Banned!

Banned!

 

In the case of State of Connecticut vs. Santa Claus, the defendant pleads . . . bewildered. “I never meant to hurt anybody,” an obviously shaken Claus told reporters, after posting bail at a Hartford-area police station.Claus, also known to authorities as Kris Kringle and Father Christmas, was taken into custody after alert analysts at the Connecticut Department of Consumer Protection noticed his likeness on the label for an imported English ale (bottle-conditioned, 9% abv, bloody delicious) known as Seriously Bad Elf.Connecticut regulations prohibit the use of images of Santa Claus, children or children’s toys, the Easter Bunny, and even dear old Mom, on beer labels because they could appeal to youngsters, who, in Connecticut, it seems, routinely cruise the aisles of their local liquor store for appealing packaging.

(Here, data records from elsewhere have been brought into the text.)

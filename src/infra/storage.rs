//! Filesystem-backed document and artifact stores.

use std::{
    io::ErrorKind,
    path::{Component, Path, PathBuf},
};

use async_trait::async_trait;
use tokio::fs;

use crate::{
    application::stores::{ArtifactStore, DocumentStore, StorageError},
    domain::documents::{ArtifactRef, DocumentRef, SOURCE_EXTENSION},
};

/// A pre-created, canonicalized store directory.
#[derive(Debug, Clone)]
struct StoreRoot {
    root: PathBuf,
}

impl StoreRoot {
    fn open(root: &Path) -> Result<Self, std::io::Error> {
        std::fs::create_dir_all(root)?;
        let root = std::fs::canonicalize(root)?;
        Ok(Self { root })
    }

    /// Join a bare file name onto the root, refusing anything but one normal component.
    fn resolve(&self, name: &str) -> Result<PathBuf, StorageError> {
        let mut components = Path::new(name).components();
        match (components.next(), components.next()) {
            (Some(Component::Normal(_)), None) => Ok(self.root.join(name)),
            _ => Err(StorageError::InvalidPath(name.to_string())),
        }
    }

    async fn is_file(&self, name: &str) -> Result<bool, StorageError> {
        let path = self.resolve(name)?;
        match fs::metadata(&path).await {
            Ok(metadata) => Ok(metadata.is_file()),
            Err(err) if err.kind() == ErrorKind::NotFound => Ok(false),
            Err(err) => Err(StorageError::Io(err)),
        }
    }

    async fn read(&self, name: &str) -> Result<Option<Vec<u8>>, StorageError> {
        let path = self.resolve(name)?;
        match fs::read(&path).await {
            Ok(bytes) => Ok(Some(bytes)),
            Err(err) if err.kind() == ErrorKind::NotFound => Ok(None),
            Err(err) => Err(StorageError::Io(err)),
        }
    }
}

/// Source documents stored as `<name>.tex` files in a single directory.
#[derive(Debug, Clone)]
pub struct FsDocumentStore {
    root: StoreRoot,
}

impl FsDocumentStore {
    /// Open the store, creating the directory if necessary.
    pub fn open(root: impl AsRef<Path>) -> Result<Self, std::io::Error> {
        Ok(Self {
            root: StoreRoot::open(root.as_ref())?,
        })
    }

    pub fn directory(&self) -> &Path {
        &self.root.root
    }
}

#[async_trait]
impl DocumentStore for FsDocumentStore {
    async fn exists(&self, document: &DocumentRef) -> Result<bool, StorageError> {
        self.root.is_file(document.as_str()).await
    }

    fn resolve_path(&self, document: &DocumentRef) -> Result<PathBuf, StorageError> {
        self.root.resolve(document.as_str())
    }

    async fn list(&self) -> Result<Vec<String>, StorageError> {
        let mut entries = fs::read_dir(&self.root.root).await?;
        let mut names = Vec::new();
        while let Some(entry) = entries.next_entry().await? {
            if !entry.file_type().await?.is_file() {
                continue;
            }
            let Ok(name) = entry.file_name().into_string() else {
                continue;
            };
            let is_source = Path::new(&name)
                .extension()
                .is_some_and(|ext| ext == SOURCE_EXTENSION);
            // Skip files no request could address by the listed name.
            let addressable = DocumentRef::parse(&name).is_ok_and(|doc| doc.as_str() == name);
            if is_source && addressable {
                names.push(name);
            }
        }
        names.sort();
        Ok(names)
    }

    async fn read(&self, document: &DocumentRef) -> Result<Option<String>, StorageError> {
        match self.root.read(document.as_str()).await? {
            Some(bytes) => String::from_utf8(bytes)
                .map(Some)
                .map_err(|_| StorageError::InvalidEncoding(document.to_string())),
            None => Ok(None),
        }
    }

    async fn write(&self, document: &DocumentRef, content: &str) -> Result<(), StorageError> {
        let path = self.root.resolve(document.as_str())?;
        fs::write(&path, content).await?;
        Ok(())
    }

    async fn delete(&self, document: &DocumentRef) -> Result<bool, StorageError> {
        let path = self.root.resolve(document.as_str())?;
        match fs::remove_file(&path).await {
            Ok(()) => Ok(true),
            Err(err) if err.kind() == ErrorKind::NotFound => Ok(false),
            Err(err) => Err(StorageError::Io(err)),
        }
    }
}

/// Compiled artifacts written by the engine into a single output directory.
#[derive(Debug, Clone)]
pub struct FsArtifactStore {
    root: StoreRoot,
}

impl FsArtifactStore {
    pub fn open(root: impl AsRef<Path>) -> Result<Self, std::io::Error> {
        Ok(Self {
            root: StoreRoot::open(root.as_ref())?,
        })
    }

    pub fn directory(&self) -> &Path {
        &self.root.root
    }
}

#[async_trait]
impl ArtifactStore for FsArtifactStore {
    async fn exists(&self, artifact: &ArtifactRef) -> Result<bool, StorageError> {
        self.root.is_file(artifact.as_str()).await
    }

    fn resolve_path(&self, artifact: &ArtifactRef) -> Result<PathBuf, StorageError> {
        self.root.resolve(artifact.as_str())
    }

    async fn read(&self, artifact: &ArtifactRef) -> Result<Option<Vec<u8>>, StorageError> {
        self.root.read(artifact.as_str()).await
    }
}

These fiendishly precocious children then purchase the products, or convince their unsuspecting parents to purchase them and leave them unattended.

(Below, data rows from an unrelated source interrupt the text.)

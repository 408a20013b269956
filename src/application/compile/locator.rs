use std::{
    env,
    ffi::OsString,
    fs,
    path::{Path, PathBuf},
};

use tracing::debug;

use crate::domain::engine::EngineChoice;

/// Vendor installation directories probed before the executable search path.
pub const DEFAULT_SEARCH_DIRS: [&str; 3] = [
    "/Library/TeX/texbin",
    "/usr/local/texlive/2024/bin/universal-darwin",
    "/usr/local/texlive/2023/bin/universal-darwin",
];

/// A located engine executable.
#[derive(Debug, Clone, PartialEq, Eq)]
pub struct EngineHandle {
    pub kind: EngineChoice,
    pub path: PathBuf,
}

#[derive(Debug, Clone)]
enum SearchPath {
    /// Read `PATH` from the process environment on every lookup.
    Process,
    Fixed(OsString),
}

/// Resolves engine kinds to executables. Lookups are never cached.
#[derive(Debug, Clone)]
pub struct EngineLocator {
    search_dirs: Vec<PathBuf>,
    search_path: SearchPath,
}

impl EngineLocator {
    /// Probe `extra_dirs`, then [`DEFAULT_SEARCH_DIRS`], then the process `PATH`.
    pub fn from_env(extra_dirs: &[PathBuf]) -> Self {
        let search_dirs = extra_dirs
            .iter()
            .cloned()
            .chain(DEFAULT_SEARCH_DIRS.iter().map(PathBuf::from))
            .collect();
        Self {
            search_dirs,
            search_path: SearchPath::Process,
        }
    }

    /// Probe exactly `search_dirs`, then the entries of `search_path`.
    pub fn with_search_path(search_dirs: Vec<PathBuf>, search_path: impl Into<OsString>) -> Self {
        Self {
            search_dirs,
            search_path: SearchPath::Fixed(search_path.into()),
        }
    }

    pub fn search_dirs(&self) -> &[PathBuf] {
        &self.search_dirs
    }

    /// Find the executable for `kind`; `None` means the engine is not installed.
    pub fn locate(&self, kind: EngineChoice) -> Option<EngineHandle> {
        let basename = kind.executable();

        if let Some(path) = self
            .search_dirs
            .iter()
            .map(|dir| dir.join(basename))
            .find(|candidate| is_executable(candidate))
        {
            debug!(
                target = "application::compile::locator",
                op = "locator::locate",
                result = "install_dir_hit",
                engine = basename,
                path = %path.display(),
                "Engine found in installation directory"
            );
            return Some(EngineHandle { kind, path });
        }

        let search_path = match &self.search_path {
            SearchPath::Process => env::var_os("PATH"),
            SearchPath::Fixed(value) => Some(value.clone()),
        };
        let found = search_path.and_then(|paths| {
            env::split_paths(&paths)
                .filter(|dir| !dir.as_os_str().is_empty())
                .map(|dir| dir.join(basename))
                .find(|candidate| is_executable(candidate))
        });

        match found {
            Some(path) => {
                debug!(
                    target = "application::compile::locator",
                    op = "locator::locate",
                    result = "search_path_hit",
                    engine = basename,
                    path = %path.display(),
                    "Engine found on search path"
                );
                Some(EngineHandle { kind, path })
            }
            None => {
                debug!(
                    target = "application::compile::locator",
                    op = "locator::locate",
                    result = "not_found",
                    engine = basename,
                    "Engine not installed"
                );
                None
            }
        }
    }
}

fn is_executable(path: &Path) -> bool {
    let Ok(metadata) = fs::metadata(path) else {
        return false;
    };
    if !metadata.is_file() {
        return false;
    }

    #[cfg(unix)]
    let executable = {
        use std::os::unix::fs::PermissionsExt;
        metadata.permissions().mode() & 0o111 != 0
    };
    #[cfg(not(unix))]
    let executable = true;

    executable
}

The wayward youths, investigators believe, then spirit the bottles to their rooms for consumption, typically ignoring the brewers’ recommendations for proper serving temperature, glassware, and food pairings.
Also banned in Connecticut is Warm Welcome, a delicious brown ale with a label portraying the accused attempting to enter a private domicile by way of the chimney, only to be greeted by a blazing fire that warms his very cockles.

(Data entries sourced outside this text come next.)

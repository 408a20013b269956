use std::{process, sync::Arc};

use offtex::{
    application::{
        compile::{CompileOptions, CompileService, EngineLocator, TokioProcessRunner},
        documents::DocumentService,
        error::AppError,
        stores::{ArtifactStore, DocumentStore},
    },
    config,
    domain::engine::EngineChoice,
    infra::{
        error::InfraError,
        http::{self, HttpState},
        storage::{FsArtifactStore, FsDocumentStore},
        telemetry,
    },
};
use tracing::{Dispatch, Level, dispatcher, error, info, warn};
use tracing_subscriber::fmt as tracing_fmt;

const INSTALL_HINTS: &str =
    "install a TeX distribution: `brew install --cask mactex` or `sudo apt-get install texlive-full`";

#[tokio::main]
async fn main() {
    if let Err(error) = run().await {
        report_application_error(&error);
        process::exit(1);
    }
}

fn report_application_error(error: &AppError) {
    if dispatcher::has_been_set() {
        error!(error = %error, "application error");
        return;
    }

    let subscriber = tracing_fmt()
        .with_max_level(Level::ERROR)
        .with_writer(std::io::stderr)
        .finish();
    let dispatch = Dispatch::new(subscriber);
    dispatcher::with_default(&dispatch, || {
        error!(error = %error, "application error");
    });
}

async fn run() -> Result<(), AppError> {
    let (cli_args, settings) = config::load_with_cli().map_err(|err| {
        AppError::from(InfraError::configuration(format!(
            "failed to load configuration: {err}"
        )))
    })?;

    let command = cli_args
        .command
        .unwrap_or(config::Command::Serve(Box::<config::ServeArgs>::default()));

    telemetry::init(&settings.logging).map_err(AppError::from)?;

    match command {
        config::Command::Serve(_) => run_serve(settings).await,
        config::Command::Compile(args) => run_compile(settings, args).await,
        config::Command::Engines(_) => run_engines(settings),
    }
}

struct ApplicationContext {
    documents: Arc<DocumentService>,
    compiler: Arc<CompileService>,
}

fn build_application_context(settings: &config::Settings) -> Result<ApplicationContext, AppError> {
    let document_store = Arc::new(
        FsDocumentStore::open(&settings.storage.documents_dir)
            .map_err(|err| AppError::from(InfraError::Io(err)))?,
    );
    let artifact_store = Arc::new(
        FsArtifactStore::open(&settings.storage.artifacts_dir)
            .map_err(|err| AppError::from(InfraError::Io(err)))?,
    );

    info!(
        target = "offtex::startup",
        documents_dir = %document_store.directory().display(),
        artifacts_dir = %artifact_store.directory().display(),
        "Storage directories ready"
    );

    let documents: Arc<dyn DocumentStore> = document_store;
    let artifacts: Arc<dyn ArtifactStore> = artifact_store;

    let compiler = CompileService::new(
        documents.clone(),
        artifacts.clone(),
        EngineLocator::from_env(&settings.compile.search_dirs),
        Arc::new(TokioProcessRunner),
        CompileOptions::from(&settings.compile),
    );

    Ok(ApplicationContext {
        documents: Arc::new(DocumentService::new(documents, artifacts)),
        compiler: Arc::new(compiler),
    })
}

async fn run_serve(settings: config::Settings) -> Result<(), AppError> {
    let app = build_application_context(&settings)?;
    check_default_engine(&app.compiler);

    let body_limit = usize::try_from(settings.server.max_request_bytes.get())
        .map_err(|_| InfraError::configuration("server.max_request_bytes exceeds usize"))?;
    let router = http::build_router(
        HttpState {
            documents: app.documents,
            compiler: app.compiler,
        },
        body_limit,
    );

    let listener = tokio::net::TcpListener::bind(settings.server.addr)
        .await
        .map_err(|err| AppError::from(InfraError::from(err)))?;

    info!(
        target = "offtex::serve",
        addr = %settings.server.addr,
        "Listening for requests"
    );

    axum::serve(listener, router.into_make_service())
        .with_graceful_shutdown(shutdown_signal())
        .await
        .map_err(|err| AppError::unexpected(format!("server error: {err}")))?;

    info!(target = "offtex::serve", "Server stopped");
    Ok(())
}

async fn run_compile(
    settings: config::Settings,
    args: config::CompileArgs,
) -> Result<(), AppError> {
    let app = build_application_context(&settings)?;
    let engine = args.engine.as_deref().unwrap_or_default();

    let outcome = app.compiler.compile(&args.document, engine).await?;

    let rendered = serde_json::to_string_pretty(&outcome)
        .map_err(|err| AppError::unexpected(format!("failed to encode outcome: {err}")))?;
    println!("{rendered}");

    if outcome.is_success() {
        Ok(())
    } else {
        Err(AppError::unexpected(format!(
            "compilation of `{}` finished with {}",
            args.document,
            outcome.kind()
        )))
    }
}

fn run_engines(settings: config::Settings) -> Result<(), AppError> {
    let locator = EngineLocator::from_env(&settings.compile.search_dirs);

    for kind in EngineChoice::ALL {
        match locator.locate(kind) {
            Some(handle) => println!("{kind}\t{}", handle.path.display()),
            None => println!("{kind}\tnot found"),
        }
    }

    if locator.locate(settings.compile.default_engine).is_none() {
        warn!(
            target = "offtex::engines",
            engine = %settings.compile.default_engine,
            hint = INSTALL_HINTS,
            "Default engine is not installed"
        );
    }

    Ok(())
}

fn check_default_engine(compiler: &CompileService) {
    let engine = compiler.default_engine();
    match compiler.locator().locate(engine) {
        Some(handle) => info!(
            target = "offtex::startup",
            engine = %engine,
            path = %handle.path.display(),
            "Default engine located"
        ),
        None => warn!(
            target = "offtex::startup",
            engine = %engine,
            hint = INSTALL_HINTS,
            "Default engine not found; compilations will report engine_not_found"
        ),
    }
}

async fn shutdown_signal() {
    let ctrl_c = async {
        if let Err(err) = tokio::signal::ctrl_c().await {
            warn!(target = "offtex::serve", error = %err, "Failed to listen for Ctrl+C");
            std::future::pending::<()>().await;
        }
    };

    #[cfg(unix)]
    let terminate = async {
        match tokio::signal::unix::signal(tokio::signal::unix::SignalKind::terminate()) {
            Ok(mut signal) => {
                signal.recv().await;
            }
            Err(err) => {
                warn!(target = "offtex::serve", error = %err, "Failed to listen for SIGTERM");
                std::future::pending::<()>().await;
            }
        }
    };

    #[cfg(not(unix))]
    let terminate = std::future::pending::<()>();

    tokio::select! {
        _ = ctrl_c => {
            info!(target = "offtex::serve", "Received Ctrl+C, shutting down");
        }
        _ = terminate => {
            info!(target = "offtex::serve", "Received terminate signal, shutting down");
        }
    }
}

Shelton Brothers, importers of these delightful ales (craft-brewed in England by the Ridgeway Brewing Co.), vow to support Claus until he has his day in court. Brother Daniel Shelton (a somewhat out-of-practice attorney, but still rather a clever fellow) believes that the Connecticut law is flagrantly un-Constitutional — and the American Civil Liberties Union agrees. Brother Daniel suggested further that “the sight of Claus in cuffs” will prove far more damaging to the youth of Connecticut than any beer label could ever be.

While the Brothers Shelton are wholeheartedly in favor of consumer protection, and especially of preventing underage drinking, they argue that the offending labels are designed to appeal to adults, who, it seems, are as impressionable as their youthful counterparts: both Seriously Bad Elf and Warm Welcome are selling briskly in all other parts of the country.